Kassie Freeman, Ethan Johnson, eds. Education in the Black Diaspora: Perspectives, Challenges, and Prospects. Routledge Research in Education Series. New York: Routledge, 2011. 214 pp. $125.00 (cloth), ISBN 978-0-415-89034-2.
Reviewed by Jayne R. Beilke (Department of Educational Studies, Ball State University Tchr Col)
Published on H-Education (September, 2012)
Commissioned by Jonathan Anuik (University of Alberta)
The Black Diaspora: Searching for the Center
Education in the Black Diaspora, edited by Kassie Freeman and Ethan Johnson, consists of a preface by the editors, twelve chapters, a conclusion/concluding thoughts, a listing of contributors, and an index. There are also three tables and three figures (graphs) attached to chapter 10, “Education and Pasifika Communities in Aotearoa/New Zealand,” authored by Camille Nakhid.
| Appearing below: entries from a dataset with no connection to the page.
//! Online stress analysis.
//!
//! Every call carries the complete keystroke history of one session. The
//! analyzer re-derives all features from it, takes the most recent window,
//! and asks the classifier for a score. No state survives between calls,
//! so one analyzer can serve any number of sessions concurrently.

use crate::collector::types::KeystrokeEvent;
use crate::core::layout::FeatureLayout;
use crate::core::normalizer::EventNormalizer;
use crate::core::windowing::{latest_records, InferenceWindow, WINDOW_SIZE};
use crate::core::{derive_features, DerivedFeatureRecord, SessionContext};
use crate::error::{AnalyzerError, ArtifactError, InferenceError};
use crate::model::ModelArtifacts;
use serde::{Deserialize, Serialize};
use serde_json::Value;
use std::sync::Arc;

/// Scores above this are reported as stressed.
pub const STRESS_THRESHOLD: f64 = 0.6;

/// Outcome label of an analysis.
#[derive(Debug, Clone, Copy, PartialEq, Eq, Serialize, Deserialize)]
#[serde(rename_all = "snake_case")]
pub enum StressStatus {
    /// Not enough key presses yet for a full window
    CollectingData,
    Stressed,
    Relaxed,
}

impl StressStatus {
    pub fn from_score(score: f64) -> Self {
        if score > STRESS_THRESHOLD {
            StressStatus::Stressed
        } else {
            StressStatus::Relaxed
        }
    }
}

/// Score and status returned to the caller.
#[derive(Debug, Clone, Copy, PartialEq, Serialize, Deserialize)]
pub struct AnalysisResult {
    pub score: f64,
    pub status: StressStatus,
}

impl AnalysisResult {
    pub fn collecting() -> Self {
        Self {
            score: 0.0,
            status: StressStatus::CollectingData,
        }
    }
}

/// An analysis result plus the number of key presses derived for it.
#[derive(Debug, Clone, Copy, PartialEq)]
pub struct AnalysisOutcome {
    pub result: AnalysisResult,
    pub records_derived: usize,
}

#[derive(Debug, Clone)]
enum ArtifactState {
    Ready(Arc<ModelArtifacts>),
    Unavailable(String),
}

/// Windowed classifier invoker over a live keystroke history.
#[derive(Debug, Clone)]
pub struct StressAnalyzer {
    artifacts: ArtifactState,
    layout: FeatureLayout,
}

impl StressAnalyzer {
    /// Create an analyzer over validated artifacts.
    pub fn new(artifacts: ModelArtifacts) -> Result<Self, ArtifactError> {
        let layout = FeatureLayout::canonical();
        artifacts.validate(&layout)?;
        Ok(Self {
            artifacts: ArtifactState::Ready(Arc::new(artifacts)),
            layout,
        })
    }

    /// An analyzer whose every call fails with `ServiceUnavailable`.
    pub fn unavailable(reason: impl Into<String>) -> Self {
        Self {
            artifacts: ArtifactState::Unavailable(reason.into()),
            layout: FeatureLayout::canonical(),
        }
    }

    /// Build from the outcome of startup loading, degrading to unavailable on failure.
    pub fn from_load_result(loaded: Result<ModelArtifacts, ArtifactError>) -> Self {
        match loaded.and_then(Self::new) {
            Ok(analyzer) => analyzer,
            Err(e) => {
                tracing::warn!("Model artifacts unavailable: {}", e);
                Self::unavailable(e.to_string())
            }
        }
    }

    pub fn is_ready(&self) -> bool {
        matches!(self.artifacts, ArtifactState::Ready(_))
    }

    /// Reason the artifacts are unavailable, if they are.
    pub fn unavailable_reason(&self) -> Option<&str> {
        match &self.artifacts {
            ArtifactState::Ready(_) => None,
            ArtifactState::Unavailable(reason) => Some(reason),
        }
    }

    /// Derived features of a live history (no session-wide normalization).
    pub fn live_features(events: &[KeystrokeEvent]) -> Vec<DerivedFeatureRecord> {
        derive_features(events, &SessionContext::live())
    }

    fn artifacts(&self) -> Result<&ModelArtifacts, AnalyzerError> {
        match &self.artifacts {
            ArtifactState::Ready(artifacts) => Ok(artifacts.as_ref()),
            ArtifactState::Unavailable(reason) => Err(AnalyzerError::ServiceUnavailable(reason.clone())),
        }
    }

    /// Analyze a session's full keystroke history.
    pub fn analyze(&self, events: &[KeystrokeEvent]) -> Result<AnalysisResult, AnalyzerError> {
        self.analyze_counted(events).map(|outcome| outcome.result)
    }

    /// Like [`analyze`](Self::analyze), also reporting how many records were derived.
    pub fn analyze_counted(&self, events: &[KeystrokeEvent]) -> Result<AnalysisOutcome, AnalyzerError> {
        let artifacts = self.artifacts()?;

        let records = Self::live_features(events);
        let records_derived = records.len();
        let Some(recent) = latest_records(&records, WINDOW_SIZE) else {
            tracing::debug!(records = records_derived, "Collecting data");
            return Ok(AnalysisOutcome {
                result: AnalysisResult::collecting(),
                records_derived,
            });
        };

        let window = InferenceWindow::assemble(recent, &self.layout, &artifacts.scaler)?;
        let score = artifacts.classifier.predict(window.view())?;
        if !(0.0..=1.0).contains(&score) {
            return Err(InferenceError(format!("classifier returned out-of-range score {score}")).into());
        }

        Ok(AnalysisOutcome {
            result: AnalysisResult {
                score,
                status: StressStatus::from_score(score),
            },
            records_derived,
        })
    }

    /// Analyze untyped keystroke records, dropping malformed ones.
    pub fn analyze_raw(&self, records: &[Value]) -> Result<AnalysisResult, AnalyzerError> {
        self.artifacts()?;
        let normalized = EventNormalizer::normalize_raw(records);
        self.analyze(&normalized.events)
    }
}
In the preface, the editors note the dearth of research on the educational dilemmas facing black populations in the diaspora. To remedy this deficiency, they call for research that includes a strengthened and more central view of Africa and the diaspora within the complex of New World history. So rather than place black populations in the diaspora on the periphery, the editors seek to place them at the center and to emphasize the educational experiences of these groups within the context of their political, social, and cultural histories.
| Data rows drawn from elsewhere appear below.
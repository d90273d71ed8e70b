//! HTTP server for live stress analysis.
//!
//! This module provides an HTTP server that:
//! - Accepts a session's full keystroke history via POST /analyze
//! - Re-derives features and scores the most recent window
//! - Reports artifact health via GET /health and counters via GET /stats
//!
//! # Architecture
//!
//! ```text
//! Typing client ──→ POST /analyze ──→ [Feature Pipeline] ──→ [Classifier] ──→ score/status
//! ```

use crate::analyzer::{AnalysisResult, StressAnalyzer, StressStatus};
use crate::core::normalizer::EventNormalizer;
use crate::error::AnalyzerError;
use crate::transparency::{ProcessingStats, SharedProcessingLog};
use axum::{
    extract::State,
    http::StatusCode,
    routing::{get, post},
    Json, Router,
};
use serde::{Deserialize, Serialize};
use std::net::SocketAddr;
use std::sync::Arc;
use tokio::net::TcpListener;
use tokio::sync::Semaphore;
use tower_http::cors::{Any, CorsLayer};

/// Server configuration
#[derive(Debug, Clone)]
pub struct ServerConfig {
    /// Port to bind to (0 for random)
    pub port: u16,
    /// Upper bound on inferences running at once
    pub max_concurrent_inferences: usize,
}

impl ServerConfig {
    pub fn new(port: u16, max_concurrent_inferences: usize) -> Self {
        Self {
            port,
            max_concurrent_inferences: max_concurrent_inferences.max(1),
        }
    }
}

/// Shared server state. Read-only apart from the atomic counters.
pub struct ServerState {
    analyzer: StressAnalyzer,
    /// Bounds in-flight inferences
    inference_slots: Semaphore,
    log: SharedProcessingLog,
}

impl ServerState {
    pub fn new(config: &ServerConfig, analyzer: StressAnalyzer, log: SharedProcessingLog) -> Self {
        Self {
            analyzer,
            inference_slots: Semaphore::new(config.max_concurrent_inferences.max(1)),
            log,
        }
    }
}

/// Live keystroke history of one session
#[derive(Debug, Clone, Serialize, Deserialize)]
pub struct AnalyzePayload {
    /// Raw event records; malformed ones are skipped
    pub keystrokes: Vec<serde_json::Value>,
}

/// Health check response
#[derive(Serialize)]
pub struct HealthResponse {
    pub status: String,
    pub version: String,
    pub model_loaded: bool,
    #[serde(skip_serializing_if = "Option::is_none")]
    pub detail: Option<String>,
}

/// Error response
#[derive(Serialize)]
pub struct ErrorResponse {
    pub error: String,
    pub code: String,
}

type ApiError = (StatusCode, Json<ErrorResponse>);

fn api_error(status: StatusCode, code: &str, error: String) -> ApiError {
    (
        status,
        Json(ErrorResponse {
            error,
            code: code.to_string(),
        }),
    )
}

impl From<AnalyzerError> for ApiError {
    fn from(err: AnalyzerError) -> Self {
        match err {
            AnalyzerError::ServiceUnavailable(_) => {
                api_error(StatusCode::SERVICE_UNAVAILABLE, "MODEL_UNAVAILABLE", err.to_string())
            }
            AnalyzerError::FeatureAssembly(_) => {
                api_error(StatusCode::INTERNAL_SERVER_ERROR, "FEATURE_ERROR", err.to_string())
            }
            AnalyzerError::Inference(_) => {
                api_error(StatusCode::INTERNAL_SERVER_ERROR, "INFERENCE_ERROR", err.to_string())
            }
        }
    }
}

/// GET /health
async fn health(State(state): State<Arc<ServerState>>) -> Json<HealthResponse> {
    let ready = state.analyzer.is_ready();
    Json(HealthResponse {
        status: if ready { "ok" } else { "degraded" }.to_string(),
        version: env!("CARGO_PKG_VERSION").to_string(),
        model_loaded: ready,
        detail: state.analyzer.unavailable_reason().map(str::to_string),
    })
}

/// GET /stats
async fn stats(State(state): State<Arc<ServerState>>) -> Json<ProcessingStats> {
    Json(state.log.stats())
}

/// POST /analyze
///
/// Scores the most recent window of the submitted history, or reports
/// `collecting_data` until 20 key presses are available.
async fn analyze(
    State(state): State<Arc<ServerState>>,
    Json(payload): Json<AnalyzePayload>,
) -> Result<Json<AnalysisResult>, ApiError> {
    if let Some(reason) = state.analyzer.unavailable_reason() {
        return Err(AnalyzerError::ServiceUnavailable(reason.to_string()).into());
    }

    let _permit = state.inference_slots.acquire().await.map_err(|e| {
        api_error(StatusCode::SERVICE_UNAVAILABLE, "SHUTTING_DOWN", e.to_string())
    })?;

    let worker_state = state.clone();
    let outcome = tokio::task::spawn_blocking(move || {
        let normalized = EventNormalizer::normalize_raw(&payload.keystrokes);
        worker_state
            .log
            .record_events(payload.keystrokes.len() as u64, normalized.discarded as u64);
        worker_state.analyzer.analyze_counted(&normalized.events)
    })
    .await
    .map_err(|e| {
        tracing::error!("Analysis task failed: {}", e);
        api_error(StatusCode::INTERNAL_SERVER_ERROR, "INTERNAL_ERROR", e.to_string())
    })?;

    match outcome {
        Ok(outcome) => {
            let result = outcome.result;
            state.log.record_derived(outcome.records_derived as u64);
            state.log.record_analysis(result.status != StressStatus::CollectingData);
            Ok(Json(result))
        }
        Err(e) => {
            tracing::error!("Analysis failed: {}", e);
            Err(e.into())
        }
    }
}

/// Build the router over shared state.
pub fn router(state: Arc<ServerState>) -> Router {
    Router::new()
        .route("/health", get(health))
        .route("/stats", get(stats))
        .route("/analyze", post(analyze))
        .layer(
            CorsLayer::new()
                .allow_origin(Any)
                .allow_methods(Any)
                .allow_headers(Any),
        )
        .with_state(state)
}

/// Run the HTTP server
pub async fn run(
    config: ServerConfig,
    analyzer: StressAnalyzer,
    log: SharedProcessingLog,
) -> anyhow::Result<(SocketAddr, tokio::sync::oneshot::Sender<()>)> {
    let state = Arc::new(ServerState::new(&config, analyzer, log));
    let app = router(state);

    let addr = SocketAddr::from(([127, 0, 0, 1], config.port));
    let listener = TcpListener::bind(addr).await?;
    let actual_addr = listener.local_addr()?;

    tracing::info!("TypeState server listening on http://{}", actual_addr);

    let (shutdown_tx, shutdown_rx) = tokio::sync::oneshot::channel::<()>();

    tokio::spawn(async move {
        if let Err(e) = axum::serve(listener, app)
            .with_graceful_shutdown(async {
                let _ = shutdown_rx.await;
                tracing::info!("Server shutdown signal received");
            })
            .await
        {
            tracing::error!("Server error: {}", e);
        }
    });

    Ok((actual_addr, shutdown_tx))
}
The chapters are divided into three parts. Part 1 examines the similar and dissimilar experiences of black students’ schooling from a historical perspective and “sets a transnational context for the debate of Black students’ differential schooling experiences” (p. xv). The editors affirm that it is not possible to separate the experiences of black students from the actions and attitudes of the dominant population. But although majority-minority populations are interconnected in complex ways, research on black students should not merely stand as a foil to the dominant narrative. In part 2, the contributors analyze the schooling experiences of black populations that have resulted from the vestiges of colonization, the slave trade, and the realization that migration is necessary to achieve economic and social survival. In part 3, the editors discuss future challenges and recommendations for continuing the conversation and suggest a paradigm for research on this topic. Although Freeman contributes a chapter on the historical overview of the topic, Johnson’s contributions are limited to coauthoring the preface and concluding thoughts.
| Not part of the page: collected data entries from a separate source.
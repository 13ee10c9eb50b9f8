pub mod actions;
pub mod colouring;
pub mod data;
pub mod errors;
pub mod evaluator;
pub mod fractals;
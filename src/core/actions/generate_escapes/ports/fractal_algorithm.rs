use crate::core::data::point::Point;
use std::error::Error;

pub trait FractalAlgorithm {
    type Success;
    type Failure: Error;

    fn compute(&self, pixel: Point) -> Result<Self::Success, Self::Failure>;

    /// Side length of the square grid the algorithm accepts pixels from.
    fn side(&self) -> u32;
}
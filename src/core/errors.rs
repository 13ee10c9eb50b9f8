use thiserror::Error;

/// A render parameter outside the range the evaluator accepts.
#[derive(Debug, Clone, Copy, PartialEq, Error)]
pub enum InvalidParameter {
    #[error("grid side must be greater than zero")]
    ZeroSide,
    #[error("scale must be a positive finite number, got {0}")]
    NonPositiveScale(f64),
    #[error("maximum iterations must be greater than zero")]
    ZeroMaxIterations,
    #[error("escape radius must be a positive finite number, got {0}")]
    NonPositiveEscapeRadius(f64),
    #[error("escape radius {0:e} is too large: its square overflows")]
    EscapeRadiusOverflow(f64),
    #[error("julia constant must be finite, got ({real}, {imag})")]
    NonFiniteJuliaConstant { real: f64, imag: f64 },
    #[error("no julia preset at index {index} (expected 0..{count})")]
    UnknownJuliaPreset { index: usize, count: usize },
}
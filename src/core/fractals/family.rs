use crate::core::data::complex::Complex;

const MANDELBROT_HORIZONTAL_OFFSET: f64 = -0.7;
const MANDELBROT_SMOOTH_MULTIPLIER: f64 = 5.0;

/// Family selector without its parameters, for menus and config.
#[derive(Debug, Clone, Copy, PartialEq, Eq, Default)]
pub enum FamilyKind {
    #[default]
    Julia,
    Mandelbrot,
}

impl FamilyKind {
    pub const ALL: &'static [Self] = &[Self::Julia, Self::Mandelbrot];

    #[must_use]
    pub const fn display_name(self) -> &'static str {
        match self {
            Self::Julia => "Julia",
            Self::Mandelbrot => "Mandelbrot",
        }
    }
}

impl std::fmt::Display for FamilyKind {
    fn fmt(&self, f: &mut std::fmt::Formatter<'_>) -> std::fmt::Result {
        f.write_str((*self).display_name())
    }
}

#[derive(Debug, Clone, Copy, PartialEq)]
pub enum FractalFamily {
    /// z starts at the pixel, c is fixed for the whole image.
    Julia { constant: Complex },
    /// z and c both start at the pixel.
    Mandelbrot,
}

impl FractalFamily {
    #[must_use]
    pub const fn kind(&self) -> FamilyKind {
        match self {
            Self::Julia { .. } => FamilyKind::Julia,
            Self::Mandelbrot => FamilyKind::Mandelbrot,
        }
    }

    #[must_use]
    pub fn strategy(&self) -> EscapeStrategy {
        match *self {
            Self::Julia { constant } => EscapeStrategy {
                horizontal_offset: 0.0,
                smooth_multiplier: 1.0,
                fixed_constant: Some(constant),
            },
            Self::Mandelbrot => EscapeStrategy {
                horizontal_offset: MANDELBROT_HORIZONTAL_OFFSET,
                smooth_multiplier: MANDELBROT_SMOOTH_MULTIPLIER,
                fixed_constant: None,
            },
        }
    }
}

/// Everything that distinguishes one family inside the shared escape loop.
#[derive(Debug, Clone, Copy, PartialEq)]
pub struct EscapeStrategy {
    pub horizontal_offset: f64,
    pub smooth_multiplier: f64,
    fixed_constant: Option<Complex>,
}

impl EscapeStrategy {
    /// Starting orbit point and additive constant for a pixel already mapped
    /// onto the plane (before the horizontal offset).
    #[must_use]
    pub fn seed(&self, real: f64, imag: f64) -> (Complex, Complex) {
        let z = Complex::new(real + self.horizontal_offset, imag);
        let c = self.fixed_constant.unwrap_or(z);

        (z, c)
    }
}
Reviewing the educational challenges of black populations in the diaspora in chapter 1, Freeman points out that blacks across various societies have had similar experiences. Primarily, there has been an attempt to link physical characteristics with cognitive and cultural features. The most troubling of such endeavors has been the persistent historical attempt to construct “black,” or “Negro,” as a descriptor synonymous with inferiority and a lesser evolved human species. Although this attempt was initially done as a ruse to justify the economic motives and ease the consciences of colonizers and slave traders and owners, it soon became a normative belief system designed to demonstrate and perpetuate the superiority of the white race. If the intent was to subjugate and separate the races, however, it was not achieved. Blacks have participated in European societies far longer than in the Americas. By the mid-sixteenth and seventeenth centuries, in fact, blacks had settled in countries throughout the world.[1] And yet the equation of blackness with inferiority continues to be institutionalized in educational settings in subtle and not-so-subtle ways. An early example was the U.S. government’s decision to denote black slaves as property and not as persons. This commodification was followed by policies that made it illegal for blacks to learn to read and write. Freeman’s thesis is that this exploitation has been linked to the lack of educational opportunities that continue to exist today. To put it another way, the denial of access to education was the instrument by which dominant groups accomplished the exploitation of blacks. But the interconnectedness of the races meant that whites also had to be inducted into the whiteness of pedagogy and curriculum in schools.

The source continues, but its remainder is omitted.